Experts explore prospects for democracy in the Democratic Republic of the Congo

A man waves a Congolese flag during a civil and military parade marking the 50th anniversary of the independence of the Democratic Republic of Congo in Kinshasa June 30, 2010. REUTERS/Sebastien Pirlet (DEMOCRATIC REPUBLIC OF CONGO - Tags: POLITICS ANNIVERSARY) - GM1E67103LQ01

Amid rising turmoil in the Democratic Republic of the Congo (DRC), President Joseph Kabila remains in power—despite a constitutional mandate calling for the end of his rule in December 2016. On March 20, the Foreign Policy program at Brookings, in collaboration with Stand With Congo, hosted a discussion on the current state of the DRC. Panelists included Tom Perriello, former U.S. special envoy for the African Great Lakes and Congo-Kinshasa; Omékongo Dibinga, professor at American University; and EJ Hogendoorn from the International Crisis Group. Brookings Senior Fellow Michael O’Hanlon moderated the conversation, while adding his own perspectives.
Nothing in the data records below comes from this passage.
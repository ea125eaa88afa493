use serde::{Deserialize, Deserializer, Serialize};
use serde_json::Value;

use super::{lenient_bool, lenient_id, string_only, LooseNumber};

/// A time entry as returned by the `time_entries` endpoints.
///
/// Every field is optional on the wire and decoded leniently so one odd entry
/// never fails a whole listing.
#[derive(Debug, Clone, Default, PartialEq, Deserialize)]
pub struct RawTimeEntry {
    #[serde(default, deserialize_with = "lenient_id")]
    pub id: Option<String>,
    #[serde(default, deserialize_with = "lenient_task")]
    pub task: Option<RawTask>,
    #[serde(default)]
    pub start: LooseNumber,
    #[serde(default)]
    pub end: LooseNumber,
    /// Negative while the timer is still running.
    #[serde(default)]
    pub duration: LooseNumber,
    #[serde(default, deserialize_with = "lenient_bool")]
    pub billable: bool,
}

impl RawTimeEntry {
    pub fn task_id(&self) -> Option<&str> {
        self.task.as_ref().and_then(RawTask::id)
    }

    pub fn task_name(&self) -> Option<&str> {
        self.task.as_ref().and_then(RawTask::name)
    }
}

#[derive(Debug, Clone, Default, PartialEq, Deserialize)]
pub struct RawTask {
    #[serde(default, deserialize_with = "string_only")]
    id: Option<String>,
    #[serde(default, deserialize_with = "string_only")]
    name: Option<String>,
}

impl RawTask {
    pub fn new(id: impl Into<String>, name: impl Into<String>) -> Self {
        Self {
            id: Some(id.into()),
            name: Some(name.into()),
        }
    }

    /// Trimmed task id, `None` when blank.
    pub fn id(&self) -> Option<&str> {
        trimmed(self.id.as_deref())
    }

    /// Trimmed task name, `None` when blank.
    pub fn name(&self) -> Option<&str> {
        trimmed(self.name.as_deref())
    }
}

fn trimmed(value: Option<&str>) -> Option<&str> {
    value.map(str::trim).filter(|v| !v.is_empty())
}

fn lenient_task<'de, D>(deserializer: D) -> Result<Option<RawTask>, D::Error>
where
    D: Deserializer<'de>,
{
    Ok(match Value::deserialize(deserializer)? {
        value @ Value::Object(_) => serde_json::from_value(value).ok(),
        _ => None,
    })
}

/// Body of `POST /team/{team_id}/time_entries/start`.
#[derive(Debug, Clone, PartialEq, Serialize)]
pub struct StartTimerPayload {
    pub tid: String,
}

impl StartTimerPayload {
    pub fn new(task_id: impl Into<String>) -> Self {
        Self {
            tid: task_id.into(),
        }
    }
}

#[cfg(test)]
mod tests {
    use super::*;
    use serde_json::json;

    #[test]
    fn decodes_mixed_encodings() {
        let entry: RawTimeEntry = serde_json::from_value(json!({
            "id": "4021",
            "task": { "id": " 86a1b ", "name": "Write report" },
            "start": "1700000000000",
            "end": 1700000360000_i64,
            "duration": "360000",
            "billable": true
        }))
        .unwrap();

        assert_eq!(entry.id.as_deref(), Some("4021"));
        assert_eq!(entry.task_id(), Some("86a1b"));
        assert_eq!(entry.task_name(), Some("Write report"));
        assert_eq!(entry.start.as_millis(), 1700000000000);
        assert_eq!(entry.end.as_millis(), 1700000360000);
        assert_eq!(entry.duration.as_millis(), 360000);
        assert!(entry.billable);
    }

    #[test]
    fn numeric_id_is_stringified() {
        let entry: RawTimeEntry = serde_json::from_value(json!({ "id": 77 })).unwrap();
        assert_eq!(entry.id.as_deref(), Some("77"));
    }

    #[test]
    fn blank_or_non_string_task_ids_are_absent() {
        let blank: RawTimeEntry =
            serde_json::from_value(json!({ "task": { "id": "   ", "name": "x" } })).unwrap();
        assert_eq!(blank.task_id(), None);

        let numeric: RawTimeEntry =
            serde_json::from_value(json!({ "task": { "id": 12, "name": "x" } })).unwrap();
        assert_eq!(numeric.task_id(), None);

        let not_an_object: RawTimeEntry =
            serde_json::from_value(json!({ "task": "-" })).unwrap();
        assert!(not_an_object.task.is_none());
    }

    #[test]
    fn missing_fields_default() {
        let entry: RawTimeEntry = serde_json::from_value(json!({})).unwrap();
        assert_eq!(entry, RawTimeEntry::default());
        assert!(!entry.billable);
    }

    #[test]
    fn start_payload_serializes_tid() {
        let body = serde_json::to_value(StartTimerPayload::new("abc")).unwrap();
        assert_eq!(body, json!({ "tid": "abc" }));
    }
}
O’Hanlon opened by pointing out that there are at least 15,000 United Nations peacekeepers in the country, largely focused on crises in the east and southeast. In addition to five million displaced persons and refugees, and spillover effects from the Rwanda genocide next door, new instability related to the Kabila government continues to inflame the situation.

Professor Dibinga asserted that “Congo is ripe for change,” something his family has been fighting for in the country for generations. He argued cogently for a “hands-on approach to affecting change.”

In the face of many challenges, Dibinga added, there is a determined optimism that flows from the Congolese people. They “never stop working for change,” he said. Arguing that the international image of Congo is distorted, he emphasized the vibrant civil society in the country, and hoped all parties involved could form more of a partnership mentality going forward.

EJ Hogendoorn stated that Congo is in several simultaneous crises: In addition to the displaced and refugees, “7.7 million people are severely food insecure,” he said. Hogendoorn added: “conflict and internal violence is spreading, in part due to the election uncertainty.”

On the upcoming elections, slated for December, Hogendoorn noted that preparations are underway, but the path remains uncertain. He believes the biggest questions ahead are whether President Kabila may attempt to 1) change the constitution, 2) look to an option like Russia’s Vladimir Putin did with Dmitry Medvedev, where he still pulls the strings even as a close affiliate succeeds him, or 3) continue to delay. In past elections, there were sometimes huge numbers of candidates on the ballot, causing confusion. Hogendoorn said this issue has been partly addressed, which can help decrease the potential of sinister political coalitions forming through trading votes and similar machinations.

Tom Perriello—recently back from the region—said that this is “an inflection point for the people of Congo” and that “the stakes are very high.” He added: a “peaceful democratic transition would be historic.” A worst-case scenario, meanwhile, would involve “a breakdown and a great deal of violence.” In fact, Perriello pointed to several thousand deaths in the Kaisai and Ituri regions, with many more displaced, over recent months, saying this “could be the beginning of a lot of instability.”

Interestingly, Perriello stated that “the international community matters a lot less than people think,” going on to say: “This is because people intensely care. If you live there, you care. If you are a neighboring country seeing refugee flows, you will care to a much higher degree than the West or Europe or China.”

In the end, he remarked, “the push for change is coming from the Congolese people. There is pride in the constitution and a desire not to go backwards.”

While there is some question as to the fairness of the upcoming election, among other matters, Perriello believes the Congolese people will be able to know democracy when they see it. In the meantime, they and all other parties must keep their eyes on the prize: “Kabila is the face of the status quo. People do not see a future different than their past as long as that leader remains,” remarked Perriello. When “people do not feel the country is going the right direction,” he concluded, “this will usually tell you who will win the election.”

President Kabila’s chief diplomatic adviser, Barnabe Kikaya Bin Karubi, happened to be in town during the event and he was in the audience. He took a few moments to speak, assuring those in attendance that elections are indeed coming.

Among other comments, he had the following to say about elections in his country:

Elections are a certainty, elections will definitely happen on December 23, 2018. A second certainty is that President Kabila will not be a candidate. He has said it time and again, and I don’t see why people are still doubting that a change of constitution may happen, he may find another way of doing the slippage that we are talking about here; the glissement, which is a very nice French word, made in the DRC, that will not happen.

Closing on a note of positivity about the future, Dabinga put faith in the people on the ground: “We need to keep building, keep building, keep building. But I believe that working with the Congolese and respecting the will of the people, we can make this happen.”